Raquel Vives, an expert in sexual and reproductive health for Médecins Sans Frontières (MSF), explains that Cesarean section “is an operation in which a woman’s skin, muscle and uterus are cut.” Due to the lack of resources in Gaza, it is being performed with just “local anesthetic for the skin.” “It is unthinkable and terrible what it must be like for a woman to undergo a Cesarean section in these conditions,” adds Vives, who says that “operations have been performed in corridors, without power.”
And it is not only women about to give birth who are at risk. Alaa al Bayaa, a 30-year-old Palestinian woman, miscarried following an Israeli air strike. “I was four months pregnant, they ordered us to evacuate the house, and they bombed it; fear took hold of me and I ran down the stairs... I ran and ran, and I thought I would stumble because of the fear,” she recounts in an interview conducted by UNFPA, to which EL PAÍS has had access.
Soon after, she began to feel “overwhelmingly fatigued,” but could not go to the hospital because “the streets were too dangerous.” When she finally made it and a doctor examined her, her whole body was “shaking.” “The doctor told me that the fetus had no pulse, that there was no hope,” she said. The fetus, however, remained in her womb. Due to the lack of resources, the doctors were unable to help her and sent her some.

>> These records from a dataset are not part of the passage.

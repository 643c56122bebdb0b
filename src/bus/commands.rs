//! Typed commands accepted by the bus.

use crate::bus::Command;
use crate::domain::{AuthMode, McpSourceConfig, SourceAggregate, SourceType, SourceUpdate, ToolAggregate};
use crate::executor::ExecuteToolResult;
use crate::sources::RefreshOutcome;
use serde_json::{Map, Value};

/// Register a new upstream source.
pub struct RegisterSource {
    pub id: String,
    pub name: String,
    pub url: String,
    pub spec_url: Option<String>,
    pub source_type: SourceType,
    pub auth_mode: AuthMode,
    pub default_audience: Option<String>,
    pub required_scopes: Vec<String>,
    pub mcp_config: Option<McpSourceConfig>,
    /// Probe the URL before registering.
    pub validate: bool,
}

impl Command for RegisterSource {
    type Output = SourceAggregate;
}

pub struct UpdateSource {
    pub source_id: String,
    pub update: SourceUpdate,
}

impl Command for UpdateSource {
    type Output = SourceAggregate;
}

/// Delete a source. Its tools are deprecated first (never silently
/// deleted), then the aggregate is removed.
pub struct DeleteSource {
    pub source_id: String,
}

impl Command for DeleteSource {
    type Output = usize;
}

pub struct EnableSource {
    pub source_id: String,
}

impl Command for EnableSource {
    type Output = SourceAggregate;
}

pub struct DisableSource {
    pub source_id: String,
}

impl Command for DisableSource {
    type Output = SourceAggregate;
}

/// Re-ingest a source and reconcile the inventory.
pub struct RefreshInventory {
    pub source_id: String,
    pub force: bool,
}

impl Command for RefreshInventory {
    type Output = RefreshOutcome;
}

pub struct EnableTool {
    pub tool_id: String,
}

impl Command for EnableTool {
    type Output = ToolAggregate;
}

pub struct DisableTool {
    pub tool_id: String,
}

impl Command for DisableTool {
    type Output = ToolAggregate;
}

/// Reset one circuit breaker by key, or all of them.
pub struct ResetCircuitBreaker {
    pub key: Option<String>,
}

impl Command for ResetCircuitBreaker {
    type Output = usize;
}

/// Remove tool aggregates whose source no longer exists.
pub struct CleanupOrphanedTools {
    pub dry_run: bool,
}

impl Command for CleanupOrphanedTools {
    type Output = Vec<String>;
}

/// Execute one tool invocation on behalf of an agent.
pub struct ExecuteTool {
    pub tool_id: String,
    pub arguments: Map<String, Value>,
    pub agent_token: String,
    pub validate_schema: Option<bool>,
}

impl Command for ExecuteTool {
    type Output = ExecuteToolResult;
}
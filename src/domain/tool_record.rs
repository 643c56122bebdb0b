use crate::domain::events::DomainEvent;
use crate::domain::tool::ToolDefinition;
use chrono::{DateTime, Utc};
use serde::{Deserialize, Serialize};

#[derive(Debug, Clone, Copy, PartialEq, Eq, Serialize, Deserialize)]
#[serde(rename_all = "SCREAMING_SNAKE_CASE")]
pub enum ToolStatus {
    Active,
    Deprecated,
    Deleted,
}

/// Persistent record of one tool bound to a source, keyed `source_id:name`.
#[derive(Debug, Clone, PartialEq, Serialize, Deserialize)]
pub struct ToolAggregate {
    pub id: String,
    pub source_id: String,
    pub definition: ToolDefinition,
    pub is_enabled: bool,
    pub status: ToolStatus,
    #[serde(default)]
    pub label_ids: Vec<String>,
    pub discovered_at: DateTime<Utc>,
    pub last_seen_at: DateTime<Utc>,
    pub created_at: DateTime<Utc>,
    pub last_modified: DateTime<Utc>,
}

impl ToolAggregate {
    pub fn tool_id(source_id: &str, name: &str) -> String {
        format!("{}:{}", source_id, name)
    }

    /// Create a newly discovered tool (status ACTIVE).
    pub fn discover(
        source_id: impl Into<String>,
        definition: ToolDefinition,
        now: DateTime<Utc>,
    ) -> (Self, DomainEvent) {
        let source_id = source_id.into();
        let id = Self::tool_id(&source_id, &definition.name);
        let agg = Self {
            id: id.clone(),
            source_id: source_id.clone(),
            definition,
            is_enabled: true,
            status: ToolStatus::Active,
            label_ids: Vec::new(),
            discovered_at: now,
            last_seen_at: now,
            created_at: now,
            last_modified: now,
        };
        let event = DomainEvent::ToolDiscovered {
            tool_id: id,
            source_id,
            name: agg.definition.name.clone(),
            at: now,
        };
        (agg, event)
    }

    /// Replace the definition after upstream drift was detected.
    pub fn update_definition(
        &mut self,
        definition: ToolDefinition,
        now: DateTime<Utc>,
    ) -> Vec<DomainEvent> {
        if self.definition == definition {
            return Vec::new();
        }
        self.definition = definition;
        self.last_seen_at = now;
        self.last_modified = now;
        vec![DomainEvent::ToolDefinitionUpdated {
            tool_id: self.id.clone(),
            definition: Box::new(self.definition.clone()),
            at: now,
        }]
    }

    /// Touch the last-seen timestamp; emits no event.
    pub fn mark_seen(&mut self, now: DateTime<Utc>) {
        self.last_seen_at = now;
    }

    /// Tool missing from the latest discovery round. Not a deletion.
    pub fn deprecate(&mut self, now: DateTime<Utc>) -> Vec<DomainEvent> {
        if self.status != ToolStatus::Active {
            return Vec::new();
        }
        self.status = ToolStatus::Deprecated;
        self.last_modified = now;
        vec![DomainEvent::ToolDeprecated {
            tool_id: self.id.clone(),
            at: now,
        }]
    }

    /// A deprecated tool reappeared upstream; restore with the fresh definition.
    pub fn restore(&mut self, definition: ToolDefinition, now: DateTime<Utc>) -> Vec<DomainEvent> {
        if self.status != ToolStatus::Deprecated {
            return Vec::new();
        }
        self.status = ToolStatus::Active;
        self.definition = definition;
        self.last_seen_at = now;
        self.last_modified = now;
        vec![DomainEvent::ToolRestored {
            tool_id: self.id.clone(),
            at: now,
        }]
    }

    /// Explicit admin deletion.
    pub fn delete(&mut self, now: DateTime<Utc>) -> Vec<DomainEvent> {
        if self.status == ToolStatus::Deleted {
            return Vec::new();
        }
        self.status = ToolStatus::Deleted;
        self.last_modified = now;
        vec![DomainEvent::ToolDeleted {
            tool_id: self.id.clone(),
            at: now,
        }]
    }

    pub fn enable(&mut self, now: DateTime<Utc>) -> Vec<DomainEvent> {
        if self.is_enabled {
            return Vec::new();
        }
        self.is_enabled = true;
        self.last_modified = now;
        vec![DomainEvent::ToolEnabled {
            tool_id: self.id.clone(),
            at: now,
        }]
    }

    pub fn disable(&mut self, now: DateTime<Utc>) -> Vec<DomainEvent> {
        if !self.is_enabled {
            return Vec::new();
        }
        self.is_enabled = false;
        self.last_modified = now;
        vec![DomainEvent::ToolDisabled {
            tool_id: self.id.clone(),
            at: now,
        }]
    }
}
use crate::orchestrator::llm::LlmToolDescriptor;
use chrono::{DateTime, Utc};
use serde::{Deserialize, Serialize};
use serde_json::Value;
use std::collections::{BTreeMap, BTreeSet};

/// Conversation flow states.
#[derive(Debug, Clone, Copy, PartialEq, Eq, Serialize, Deserialize)]
#[serde(rename_all = "SCREAMING_SNAKE_CASE")]
pub enum ConversationState {
    Ready,
    Presenting,
    Processing,
    Suspended,
    Paused,
    Completed,
    Error,
}

/// Tracking for the currently presented template item.
#[derive(Debug, Clone)]
pub struct ItemExecutionState {
    pub item_id: String,
    pub item_index: usize,
    pub required_widget_ids: BTreeSet<String>,
    pub answered_widget_ids: BTreeSet<String>,
    pub widget_responses: BTreeMap<String, Value>,
    pub require_user_confirmation: bool,
    pub user_confirmed: bool,
    pub started_at: DateTime<Utc>,
    pub completed_at: Option<DateTime<Utc>>,
}

impl ItemExecutionState {
    pub fn new(
        item_id: impl Into<String>,
        item_index: usize,
        required_widget_ids: BTreeSet<String>,
        require_user_confirmation: bool,
    ) -> Self {
        Self {
            item_id: item_id.into(),
            item_index,
            required_widget_ids,
            answered_widget_ids: BTreeSet::new(),
            widget_responses: BTreeMap::new(),
            require_user_confirmation,
            user_confirmed: false,
            started_at: Utc::now(),
            completed_at: None,
        }
    }

    /// Widget responses arrive in any order; record them commutatively.
    pub fn record_response(&mut self, widget_id: &str, value: Value) {
        self.widget_responses.insert(widget_id.to_string(), value);
        if self.required_widget_ids.contains(widget_id) {
            self.answered_widget_ids.insert(widget_id.to_string());
        }
    }

    /// Complete iff every required widget answered and, when confirmation is
    /// demanded, the user confirmed.
    pub fn is_complete(&self) -> bool {
        self.required_widget_ids.is_subset(&self.answered_widget_ids)
            && (!self.require_user_confirmation || self.user_confirmed)
    }

    /// Synthetic confirmation widget id for this item.
    pub fn confirmation_widget_id(&self) -> String {
        format!("{}-confirm", self.item_id)
    }
}

/// Per-connection, in-memory conversation state. Never shared across
/// connections.
#[derive(Debug, Clone)]
pub struct ConversationContext {
    pub connection_id: String,
    pub conversation_id: String,
    pub user_id: String,
    pub access_token: String,
    pub definition_id: String,
    pub template_id: Option<String>,
    pub is_proactive: bool,
    pub tools: Vec<LlmToolDescriptor>,
    pub model: Option<String>,
    pub state: ConversationState,
    pub current_item_index: usize,
    pub current_item_state: Option<ItemExecutionState>,
}

impl ConversationContext {
    pub fn new(
        connection_id: impl Into<String>,
        conversation_id: impl Into<String>,
        user_id: impl Into<String>,
        definition_id: impl Into<String>,
    ) -> Self {
        Self {
            connection_id: connection_id.into(),
            conversation_id: conversation_id.into(),
            user_id: user_id.into(),
            access_token: String::new(),
            definition_id: definition_id.into(),
            template_id: None,
            is_proactive: false,
            tools: Vec::new(),
            model: None,
            state: ConversationState::Ready,
            current_item_index: 0,
            current_item_state: None,
        }
    }
}
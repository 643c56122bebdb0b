use serde::{Deserialize, Serialize};
use serde_json::Value;
use std::collections::BTreeMap;
use thiserror::Error;

/// Maximum number of bytes of an upstream response body carried in error details.
pub const MAX_UPSTREAM_BODY_BYTES: usize = 500;

/// Error kinds, classified by meaning rather than transport code.
///
/// The wire-facing `error_code` string is the lowercase snake form of the kind.
#[derive(Debug, Clone, Copy, PartialEq, Eq, Serialize, Deserialize)]
#[serde(rename_all = "snake_case")]
pub enum ErrorKind {
    ValidationError,
    TemplateError,
    NotFound,
    Forbidden,
    Conflict,
    UpstreamTimeout,
    UpstreamConnectionError,
    UpstreamError,
    CircuitOpen,
    CircuitTesting,
    TokenExchangeFailed,
    ClientCredentialsFailed,
    OidcDiscoveryError,
    PollTimeout,
    InternalError,
}

impl ErrorKind {
    /// Wire-level error code string.
    pub fn code(self) -> &'static str {
        match self {
            ErrorKind::ValidationError => "validation_error",
            ErrorKind::TemplateError => "template_error",
            ErrorKind::NotFound => "not_found",
            ErrorKind::Forbidden => "forbidden",
            ErrorKind::Conflict => "conflict",
            ErrorKind::UpstreamTimeout => "upstream_timeout",
            ErrorKind::UpstreamConnectionError => "upstream_connection_error",
            ErrorKind::UpstreamError => "upstream_error",
            ErrorKind::CircuitOpen => "circuit_open",
            ErrorKind::CircuitTesting => "circuit_testing",
            ErrorKind::TokenExchangeFailed => "token_exchange_failed",
            ErrorKind::ClientCredentialsFailed => "client_credentials_failed",
            ErrorKind::OidcDiscoveryError => "oidc_discovery_error",
            ErrorKind::PollTimeout => "poll_timeout",
            ErrorKind::InternalError => "internal_error",
        }
    }

    /// HTTP status this kind surfaces as at the API boundary.
    pub fn http_status(self) -> u16 {
        match self {
            ErrorKind::ValidationError | ErrorKind::TemplateError => 400,
            ErrorKind::NotFound => 404,
            ErrorKind::Forbidden => 403,
            ErrorKind::Conflict => 409,
            ErrorKind::UpstreamTimeout
            | ErrorKind::UpstreamConnectionError
            | ErrorKind::UpstreamError
            | ErrorKind::CircuitOpen
            | ErrorKind::CircuitTesting
            | ErrorKind::PollTimeout => 503,
            ErrorKind::TokenExchangeFailed | ErrorKind::ClientCredentialsFailed => 401,
            ErrorKind::OidcDiscoveryError => 502,
            ErrorKind::InternalError => 500,
        }
    }

    /// Default retryability for this kind. Token exchange and OIDC discovery
    /// carry a per-instance flag instead, set from the IdP response.
    pub fn default_retryable(self) -> bool {
        matches!(
            self,
            ErrorKind::UpstreamTimeout
                | ErrorKind::UpstreamConnectionError
                | ErrorKind::UpstreamError
                | ErrorKind::CircuitOpen
                | ErrorKind::CircuitTesting
                | ErrorKind::PollTimeout
        )
    }
}

/// Boundary error for toolgate.
///
/// Use at module boundaries (token services, adapters, executor, orchestrator).
/// Leaf functions keep using `anyhow::Result`; conversion goes through
/// [`ToolgateError::internal`] so callers never lose the kind taxonomy.
#[derive(Debug, Clone, Error)]
#[error("{}: {message}", .kind.code())]
pub struct ToolgateError {
    pub kind: ErrorKind,
    pub message: String,
    /// Non-sensitive context. Never contains credentials or subject tokens.
    pub details: BTreeMap<String, Value>,
    /// Travels with the error so clients can decide to retry automatically.
    pub retryable: bool,
    /// Upstream HTTP status, when one was observed.
    pub upstream_status: Option<u16>,
}

pub type ToolgateResult<T> = std::result::Result<T, ToolgateError>;

impl ToolgateError {
    pub fn new(kind: ErrorKind, message: impl Into<String>) -> Self {
        Self {
            kind,
            message: message.into(),
            details: BTreeMap::new(),
            retryable: kind.default_retryable(),
            upstream_status: None,
        }
    }

    pub fn validation(message: impl Into<String>, errors: Vec<String>) -> Self {
        Self::new(ErrorKind::ValidationError, message)
            .with_detail("validation_errors", Value::from(errors))
    }

    pub fn template(message: impl Into<String>) -> Self {
        Self::new(ErrorKind::TemplateError, message)
    }

    pub fn not_found(resource_type: &str, id: &str) -> Self {
        Self::new(
            ErrorKind::NotFound,
            format!("{} '{}' not found", resource_type, id),
        )
        .with_detail("resource_type", Value::from(resource_type))
        .with_detail("resource_id", Value::from(id))
    }

    pub fn conflict(message: impl Into<String>) -> Self {
        Self::new(ErrorKind::Conflict, message)
    }

    pub fn forbidden(message: impl Into<String>) -> Self {
        Self::new(ErrorKind::Forbidden, message)
    }

    pub fn internal(message: impl Into<String>) -> Self {
        Self::new(ErrorKind::InternalError, message)
    }

    pub fn with_detail(mut self, key: &str, value: Value) -> Self {
        self.details.insert(key.to_string(), value);
        self
    }

    pub fn with_retryable(mut self, retryable: bool) -> Self {
        self.retryable = retryable;
        self
    }

    pub fn with_upstream_status(mut self, status: u16) -> Self {
        self.upstream_status = Some(status);
        self
    }

    /// Attach a truncated upstream response body for debuggability.
    pub fn with_upstream_body(self, body: &str) -> Self {
        self.with_detail("upstream_body", Value::from(truncate_body(body)))
    }

    pub fn is_retryable(&self) -> bool {
        self.retryable
    }

    pub fn error_code(&self) -> &'static str {
        self.kind.code()
    }
}

impl From<anyhow::Error> for ToolgateError {
    fn from(err: anyhow::Error) -> Self {
        ToolgateError::internal(err.to_string())
    }
}

/// Truncate an upstream body to [`MAX_UPSTREAM_BODY_BYTES`] on a char boundary.
pub fn truncate_body(body: &str) -> String {
    if body.len() <= MAX_UPSTREAM_BODY_BYTES {
        return body.to_string();
    }
    let mut end = MAX_UPSTREAM_BODY_BYTES;
    while !body.is_char_boundary(end) {
        end -= 1;
    }
    format!("{}…", &body[..end])
}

The told her they could only provide assistance when she experienced complications.
No milk for babies
Although there is no data on miscarriages or premature births as a result of the trauma of the bombings, Allen says that “there has been a rise” in pregnancies that do not reach full term. With more babies being born prematurely, “there are not enough incubators,” he says. “We are running out of water or food [for these children].”
“Normally, the body of a woman who has just given birth is prepared to breastfeed a newborn because of the hormones” she secretes during pregnancy and after birth, but stress, premature births or lack of food and hydration can hinder breastfeeding, explains Vives. The UNFPA representative in Palestine says infant feeding is a major concern in Gaza right now. “I know a mother with a seven-month-old baby, breastfeeding, distressed because, after the first week of the bombing, she was running out of [breast] milk, and she knows that her child’s life depended on it,” she says. That woman “had to look for alternatives, but you need clean water to make formula,” she adds.
“The health risk is huge” for all pregnant women, Allen insists. Reham Rashad Bakr, 24, is two months pregnant. “I had a hemorrhage and there is a treatment I should take, but I can’t,” she says, according to testimony made public by UNFPA. “I don’t take folic acid [a supplement needed in the first months of gestation] as I should, I don’t have enough food, and I only eat cheese, dukkah [a mixture of nuts and seeds] and thyme,” she says. There’s not even bread “because all the bakeries have been bombed,” she adds.
But what she needs most of all is security. A few days ago, at 2 a.m., she had to leave her house after a warning was sounded about an imminent bombing. “We started running. I didn’t even manage to put on my sneakers, my children were running barefoot.... We were only able to cover our heads and run quickly out of fear,” she says. “We are psychologically tired;” she adds. “We die 100 times a day from fear.”